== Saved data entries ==
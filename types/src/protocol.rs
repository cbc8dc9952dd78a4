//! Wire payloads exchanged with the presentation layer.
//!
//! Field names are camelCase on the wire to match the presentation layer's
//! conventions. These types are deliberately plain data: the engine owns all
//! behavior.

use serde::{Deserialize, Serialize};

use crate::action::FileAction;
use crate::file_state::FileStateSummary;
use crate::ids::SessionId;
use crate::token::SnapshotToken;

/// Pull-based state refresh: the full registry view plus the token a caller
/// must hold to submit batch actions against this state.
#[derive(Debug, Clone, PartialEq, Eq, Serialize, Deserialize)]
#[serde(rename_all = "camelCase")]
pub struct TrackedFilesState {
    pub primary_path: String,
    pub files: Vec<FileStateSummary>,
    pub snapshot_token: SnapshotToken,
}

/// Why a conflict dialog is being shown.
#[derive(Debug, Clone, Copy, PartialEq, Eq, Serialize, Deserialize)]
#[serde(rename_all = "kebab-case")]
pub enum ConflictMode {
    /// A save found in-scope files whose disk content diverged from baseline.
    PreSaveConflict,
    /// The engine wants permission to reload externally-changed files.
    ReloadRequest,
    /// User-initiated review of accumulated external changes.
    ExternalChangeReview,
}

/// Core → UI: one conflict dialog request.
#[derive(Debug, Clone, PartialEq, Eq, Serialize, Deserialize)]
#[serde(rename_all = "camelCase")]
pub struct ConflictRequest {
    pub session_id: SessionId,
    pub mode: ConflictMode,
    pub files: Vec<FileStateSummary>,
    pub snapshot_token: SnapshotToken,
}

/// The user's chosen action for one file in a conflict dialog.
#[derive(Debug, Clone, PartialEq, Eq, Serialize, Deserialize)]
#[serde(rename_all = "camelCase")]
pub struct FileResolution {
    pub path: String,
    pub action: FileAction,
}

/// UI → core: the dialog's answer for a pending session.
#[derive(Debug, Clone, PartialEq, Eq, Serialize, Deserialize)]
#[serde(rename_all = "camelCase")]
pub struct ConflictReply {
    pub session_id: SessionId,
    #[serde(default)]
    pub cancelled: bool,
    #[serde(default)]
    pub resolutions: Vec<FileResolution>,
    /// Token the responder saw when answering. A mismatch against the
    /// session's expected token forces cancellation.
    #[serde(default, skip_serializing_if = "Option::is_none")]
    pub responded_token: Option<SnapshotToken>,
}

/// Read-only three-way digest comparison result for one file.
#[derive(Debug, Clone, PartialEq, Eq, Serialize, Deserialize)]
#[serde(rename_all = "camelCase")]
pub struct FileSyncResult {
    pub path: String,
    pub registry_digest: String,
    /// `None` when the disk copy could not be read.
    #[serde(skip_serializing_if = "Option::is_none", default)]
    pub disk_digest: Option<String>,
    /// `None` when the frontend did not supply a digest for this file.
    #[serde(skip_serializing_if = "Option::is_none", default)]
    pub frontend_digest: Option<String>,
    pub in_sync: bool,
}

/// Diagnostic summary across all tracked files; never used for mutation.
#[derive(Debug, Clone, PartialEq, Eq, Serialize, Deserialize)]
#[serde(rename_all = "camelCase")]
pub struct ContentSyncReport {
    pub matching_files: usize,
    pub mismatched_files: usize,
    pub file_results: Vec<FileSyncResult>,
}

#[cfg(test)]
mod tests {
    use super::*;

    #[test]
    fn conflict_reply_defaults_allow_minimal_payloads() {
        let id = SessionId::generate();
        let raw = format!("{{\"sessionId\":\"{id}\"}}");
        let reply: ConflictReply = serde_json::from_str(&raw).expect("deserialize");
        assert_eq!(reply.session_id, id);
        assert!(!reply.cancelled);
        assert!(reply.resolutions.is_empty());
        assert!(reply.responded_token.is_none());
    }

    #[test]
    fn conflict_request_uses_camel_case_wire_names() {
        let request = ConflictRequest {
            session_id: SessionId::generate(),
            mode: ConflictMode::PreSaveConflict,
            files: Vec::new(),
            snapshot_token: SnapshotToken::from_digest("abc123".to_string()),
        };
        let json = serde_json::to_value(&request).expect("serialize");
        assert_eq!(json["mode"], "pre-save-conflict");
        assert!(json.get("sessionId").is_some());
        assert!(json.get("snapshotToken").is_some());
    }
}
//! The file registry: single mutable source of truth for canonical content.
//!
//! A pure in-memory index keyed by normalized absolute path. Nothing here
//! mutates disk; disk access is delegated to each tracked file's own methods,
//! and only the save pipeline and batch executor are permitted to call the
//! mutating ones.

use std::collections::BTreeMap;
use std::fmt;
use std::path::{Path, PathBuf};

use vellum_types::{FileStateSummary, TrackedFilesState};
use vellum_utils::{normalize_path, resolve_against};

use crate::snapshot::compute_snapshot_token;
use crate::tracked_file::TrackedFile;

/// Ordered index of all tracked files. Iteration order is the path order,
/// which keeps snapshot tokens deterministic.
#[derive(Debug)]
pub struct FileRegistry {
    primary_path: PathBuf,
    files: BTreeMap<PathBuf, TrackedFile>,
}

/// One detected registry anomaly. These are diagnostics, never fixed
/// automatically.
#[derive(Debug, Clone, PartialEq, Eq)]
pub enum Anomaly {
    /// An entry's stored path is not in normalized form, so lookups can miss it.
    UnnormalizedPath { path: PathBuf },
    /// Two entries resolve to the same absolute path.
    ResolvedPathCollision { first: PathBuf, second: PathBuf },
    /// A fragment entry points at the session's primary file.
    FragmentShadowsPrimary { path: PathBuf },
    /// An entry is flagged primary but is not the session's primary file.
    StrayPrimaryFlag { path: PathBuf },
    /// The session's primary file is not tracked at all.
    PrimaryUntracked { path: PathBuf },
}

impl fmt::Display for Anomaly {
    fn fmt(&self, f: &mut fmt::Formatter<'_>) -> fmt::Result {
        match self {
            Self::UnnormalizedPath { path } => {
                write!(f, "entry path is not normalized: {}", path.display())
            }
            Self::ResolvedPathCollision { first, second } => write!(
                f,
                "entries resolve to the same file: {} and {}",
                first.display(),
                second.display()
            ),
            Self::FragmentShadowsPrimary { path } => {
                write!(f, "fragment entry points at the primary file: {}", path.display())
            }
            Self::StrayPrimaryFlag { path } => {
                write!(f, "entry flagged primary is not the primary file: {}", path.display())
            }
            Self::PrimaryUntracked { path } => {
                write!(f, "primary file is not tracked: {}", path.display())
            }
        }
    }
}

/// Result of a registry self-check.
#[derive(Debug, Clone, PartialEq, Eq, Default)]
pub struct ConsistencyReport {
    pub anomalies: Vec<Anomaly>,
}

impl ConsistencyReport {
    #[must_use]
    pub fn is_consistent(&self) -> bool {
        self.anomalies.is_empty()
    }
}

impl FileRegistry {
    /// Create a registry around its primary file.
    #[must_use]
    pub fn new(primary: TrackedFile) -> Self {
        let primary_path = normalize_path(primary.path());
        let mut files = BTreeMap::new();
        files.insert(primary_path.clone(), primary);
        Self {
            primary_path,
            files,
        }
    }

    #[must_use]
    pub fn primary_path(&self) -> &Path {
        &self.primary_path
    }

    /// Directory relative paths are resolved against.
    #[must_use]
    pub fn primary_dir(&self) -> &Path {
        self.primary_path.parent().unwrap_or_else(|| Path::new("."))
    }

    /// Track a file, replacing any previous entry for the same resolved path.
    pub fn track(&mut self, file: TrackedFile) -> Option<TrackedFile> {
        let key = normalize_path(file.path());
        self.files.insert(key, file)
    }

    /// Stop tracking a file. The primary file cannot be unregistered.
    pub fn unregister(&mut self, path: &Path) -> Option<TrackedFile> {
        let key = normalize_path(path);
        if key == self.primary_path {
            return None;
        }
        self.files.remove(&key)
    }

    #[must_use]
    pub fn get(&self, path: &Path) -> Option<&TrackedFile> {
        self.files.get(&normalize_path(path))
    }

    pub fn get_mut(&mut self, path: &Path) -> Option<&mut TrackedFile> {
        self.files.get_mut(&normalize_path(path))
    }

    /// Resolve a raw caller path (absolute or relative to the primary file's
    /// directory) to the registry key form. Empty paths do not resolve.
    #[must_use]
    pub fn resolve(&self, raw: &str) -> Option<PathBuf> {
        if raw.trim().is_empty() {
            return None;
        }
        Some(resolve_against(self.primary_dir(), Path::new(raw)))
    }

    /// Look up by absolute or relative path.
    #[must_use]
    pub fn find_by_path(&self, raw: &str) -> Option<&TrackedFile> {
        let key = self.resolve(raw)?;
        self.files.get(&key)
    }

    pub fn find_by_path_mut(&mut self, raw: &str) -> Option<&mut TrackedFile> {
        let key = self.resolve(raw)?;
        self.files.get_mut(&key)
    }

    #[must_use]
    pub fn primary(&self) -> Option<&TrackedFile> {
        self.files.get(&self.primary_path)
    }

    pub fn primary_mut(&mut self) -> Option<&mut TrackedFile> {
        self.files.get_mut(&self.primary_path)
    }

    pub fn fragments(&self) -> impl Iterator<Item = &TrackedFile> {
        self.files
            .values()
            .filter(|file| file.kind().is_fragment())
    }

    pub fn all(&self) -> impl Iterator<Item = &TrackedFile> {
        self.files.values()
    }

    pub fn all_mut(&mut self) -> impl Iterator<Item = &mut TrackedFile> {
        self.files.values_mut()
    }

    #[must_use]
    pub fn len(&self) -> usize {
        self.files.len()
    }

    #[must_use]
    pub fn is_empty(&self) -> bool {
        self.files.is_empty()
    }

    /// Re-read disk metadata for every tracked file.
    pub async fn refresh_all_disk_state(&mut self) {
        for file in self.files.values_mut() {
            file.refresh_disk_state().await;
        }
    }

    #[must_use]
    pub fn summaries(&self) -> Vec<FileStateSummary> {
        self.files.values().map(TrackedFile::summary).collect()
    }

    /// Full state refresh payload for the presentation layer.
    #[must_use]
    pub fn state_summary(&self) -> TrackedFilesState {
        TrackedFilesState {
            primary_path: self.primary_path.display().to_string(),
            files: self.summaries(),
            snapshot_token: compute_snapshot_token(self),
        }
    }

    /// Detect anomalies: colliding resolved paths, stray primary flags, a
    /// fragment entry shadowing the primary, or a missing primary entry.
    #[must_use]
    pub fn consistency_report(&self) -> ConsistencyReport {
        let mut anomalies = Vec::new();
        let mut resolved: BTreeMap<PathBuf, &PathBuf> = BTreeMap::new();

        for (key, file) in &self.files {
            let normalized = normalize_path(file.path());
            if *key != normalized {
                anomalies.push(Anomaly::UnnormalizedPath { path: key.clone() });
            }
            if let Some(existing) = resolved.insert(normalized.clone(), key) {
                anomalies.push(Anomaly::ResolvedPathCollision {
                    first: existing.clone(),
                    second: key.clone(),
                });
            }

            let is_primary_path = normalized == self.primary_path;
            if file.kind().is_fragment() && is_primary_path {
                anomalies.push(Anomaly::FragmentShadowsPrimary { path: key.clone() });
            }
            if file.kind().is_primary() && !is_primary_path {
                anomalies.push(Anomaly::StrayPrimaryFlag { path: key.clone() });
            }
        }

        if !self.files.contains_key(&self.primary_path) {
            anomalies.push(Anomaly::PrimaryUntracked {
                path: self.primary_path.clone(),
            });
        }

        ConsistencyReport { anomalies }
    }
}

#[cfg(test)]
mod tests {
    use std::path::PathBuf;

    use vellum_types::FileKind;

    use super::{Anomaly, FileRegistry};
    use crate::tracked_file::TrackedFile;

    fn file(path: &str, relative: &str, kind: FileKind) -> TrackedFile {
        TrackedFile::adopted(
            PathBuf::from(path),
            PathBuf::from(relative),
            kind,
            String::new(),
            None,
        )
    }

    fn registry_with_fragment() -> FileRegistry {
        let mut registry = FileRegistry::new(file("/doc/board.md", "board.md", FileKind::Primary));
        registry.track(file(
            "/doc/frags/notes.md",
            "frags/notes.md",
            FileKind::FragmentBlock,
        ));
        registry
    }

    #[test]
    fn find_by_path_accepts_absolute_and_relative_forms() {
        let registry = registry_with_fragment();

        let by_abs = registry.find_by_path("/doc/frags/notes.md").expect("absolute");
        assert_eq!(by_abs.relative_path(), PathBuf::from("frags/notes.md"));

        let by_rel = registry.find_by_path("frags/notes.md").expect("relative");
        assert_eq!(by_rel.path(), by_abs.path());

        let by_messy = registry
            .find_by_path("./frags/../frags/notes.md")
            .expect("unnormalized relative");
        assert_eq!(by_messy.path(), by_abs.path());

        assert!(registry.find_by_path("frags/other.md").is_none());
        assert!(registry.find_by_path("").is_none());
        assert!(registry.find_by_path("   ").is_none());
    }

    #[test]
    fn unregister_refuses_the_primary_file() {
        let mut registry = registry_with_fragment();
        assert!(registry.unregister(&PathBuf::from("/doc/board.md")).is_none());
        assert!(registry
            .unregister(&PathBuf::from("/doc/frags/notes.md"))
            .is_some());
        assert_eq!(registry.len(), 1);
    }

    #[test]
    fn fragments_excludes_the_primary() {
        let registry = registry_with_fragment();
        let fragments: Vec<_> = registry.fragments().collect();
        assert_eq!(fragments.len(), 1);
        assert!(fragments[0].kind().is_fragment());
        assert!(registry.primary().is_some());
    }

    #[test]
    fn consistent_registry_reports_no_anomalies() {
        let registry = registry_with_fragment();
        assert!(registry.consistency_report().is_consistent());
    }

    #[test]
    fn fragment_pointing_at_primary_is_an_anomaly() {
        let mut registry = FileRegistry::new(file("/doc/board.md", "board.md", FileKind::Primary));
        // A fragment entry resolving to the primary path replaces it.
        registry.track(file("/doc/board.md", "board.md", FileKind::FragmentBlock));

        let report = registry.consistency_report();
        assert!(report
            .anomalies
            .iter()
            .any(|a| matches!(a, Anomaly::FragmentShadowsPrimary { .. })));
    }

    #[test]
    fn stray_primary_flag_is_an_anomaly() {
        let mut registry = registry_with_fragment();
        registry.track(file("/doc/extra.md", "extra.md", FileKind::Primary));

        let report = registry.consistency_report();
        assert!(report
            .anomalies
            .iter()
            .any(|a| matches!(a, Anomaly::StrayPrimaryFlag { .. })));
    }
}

...

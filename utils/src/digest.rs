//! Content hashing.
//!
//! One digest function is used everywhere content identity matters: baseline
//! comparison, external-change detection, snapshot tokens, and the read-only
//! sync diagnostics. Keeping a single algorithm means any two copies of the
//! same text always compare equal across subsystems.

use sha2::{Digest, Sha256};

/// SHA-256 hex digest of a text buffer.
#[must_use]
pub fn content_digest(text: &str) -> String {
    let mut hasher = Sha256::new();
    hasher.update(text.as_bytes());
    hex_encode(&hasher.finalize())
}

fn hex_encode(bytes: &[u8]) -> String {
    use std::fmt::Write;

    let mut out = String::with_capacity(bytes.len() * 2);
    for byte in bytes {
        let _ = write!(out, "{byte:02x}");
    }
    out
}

== Task statement ==
Determine how many lines above contain "notes" and respond with that number only.

== Reply ==
7